Até que um belo dia decidi fazer uma transição capilar, já atuando como advogada e ouvi de uma colega: “- Mas tem certeza? Isso não é cabelo de advogada”. Depois da transição passei a notar vários atos de racismo. Assumir meus cachos evidenciou minha cor.
Aquilo despertou algo em mim. Como diz Victoria Santa Cruz, “me gritaram negra” e eu passei a me perguntar “que coisa é ser negra?”. Foi então que passei a estudar sobre o assunto para descobrir mais sobre o que estavam dizendo de mim.
Quem é negro no Brasil?
Minha jornada começa com as leituras de intelectuais negras como Djamila Ribeiro, Carla Akotirene, Bárbara Carine, bell hooks, Chimamanda Ngozi Adichie, para citar algumas. Encontrei Silvio Almeida e fiquei impactada ouvindo Sueli Carneiro dialogando com Mano Brown no podcast Mano a Mano.

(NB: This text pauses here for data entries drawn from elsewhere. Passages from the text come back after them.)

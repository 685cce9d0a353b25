//! SQL identifier validation for column names.
//!
//! Postgres cannot bind identifiers as parameters, so every column name that
//! ends up in a generated clause passes through here first.
//!
//! - Each `.`-separated segment must match `[A-Za-z_][A-Za-z0-9_$]*`
//! - [`quote`] renders a validated identifier as `"segment"` parts

use crate::error::{JoblyError, JoblyResult};

/// Validate an identifier, allowing dotted `table.column` notation.
pub fn validate(ident: &str) -> JoblyResult<()> {
    if ident.is_empty() {
        return Err(JoblyError::invalid_input("Identifier cannot be empty"));
    }

    for seg in ident.split('.') {
        validate_segment(ident, seg)?;
    }
    Ok(())
}

/// Validate a single, undotted column name.
pub fn validate_column(column: &str) -> JoblyResult<()> {
    if column.contains('.') {
        return Err(JoblyError::invalid_input(format!(
            "Invalid column name '{column}': qualified names are not allowed here"
        )));
    }
    validate(column)
}

/// Whether `ident` would pass [`validate`].
pub fn is_valid(ident: &str) -> bool {
    validate(ident).is_ok()
}

/// Render a validated identifier with every segment double-quoted.
///
/// Callers validate first; the segments therefore never contain `"`.
pub fn quote(ident: &str) -> String {
    let mut out = String::with_capacity(ident.len() + 2);
    for (i, seg) in ident.split('.').enumerate() {
        if i > 0 {
            out.push('.');
        }
        out.push('"');
        out.push_str(seg);
        out.push('"');
    }
    out
}

fn validate_segment(ident: &str, seg: &str) -> JoblyResult<()> {
    let mut chars = seg.chars();
    let Some(first) = chars.next() else {
        return Err(JoblyError::invalid_input(format!(
            "Empty identifier segment in '{ident}'"
        )));
    };

    if !(first == '_' || first.is_ascii_alphabetic()) {
        return Err(JoblyError::invalid_input(format!(
            "Invalid identifier start character '{first}' in '{ident}'"
        )));
    }

    if let Some(bad) = chars.find(|&c| !(c == '_' || c == '$' || c.is_ascii_alphanumeric())) {
        return Err(JoblyError::invalid_input(format!(
            "Invalid character '{bad}' in identifier '{ident}'"
        )));
    }
    Ok(())
}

Tudo me atravessa, várias fichas caem. Primeiro me digo preta, até entender que no Brasil negro é a somatória de pretos e pardos, sendo pretos as pessoas retintas e os pardos os negros de pele mais clara.
Isso inclusive foi falado por Sueli Carneiro, em junho de 2022, ao podcast Mano a Mano, do rapper Mano Brown: “o movimento negro instituiu que negro é igual à somatória de preto mais pardo. A minha geração fez essa engenharia política e nós dissemos: tudo que estiver dito aí que é pardo e preto, para nós é negro”.
É por isso que para o IBGE a pesquisa de cor ou raça da população brasileira se baseia na autodeclaração. Ou seja, quando questionada, a pessoa pode se declarar como preta, parda, branca, amarela ou indígena. Dessas 5 formas de declaração, pretos e pardos compõem o grupo maior de negros.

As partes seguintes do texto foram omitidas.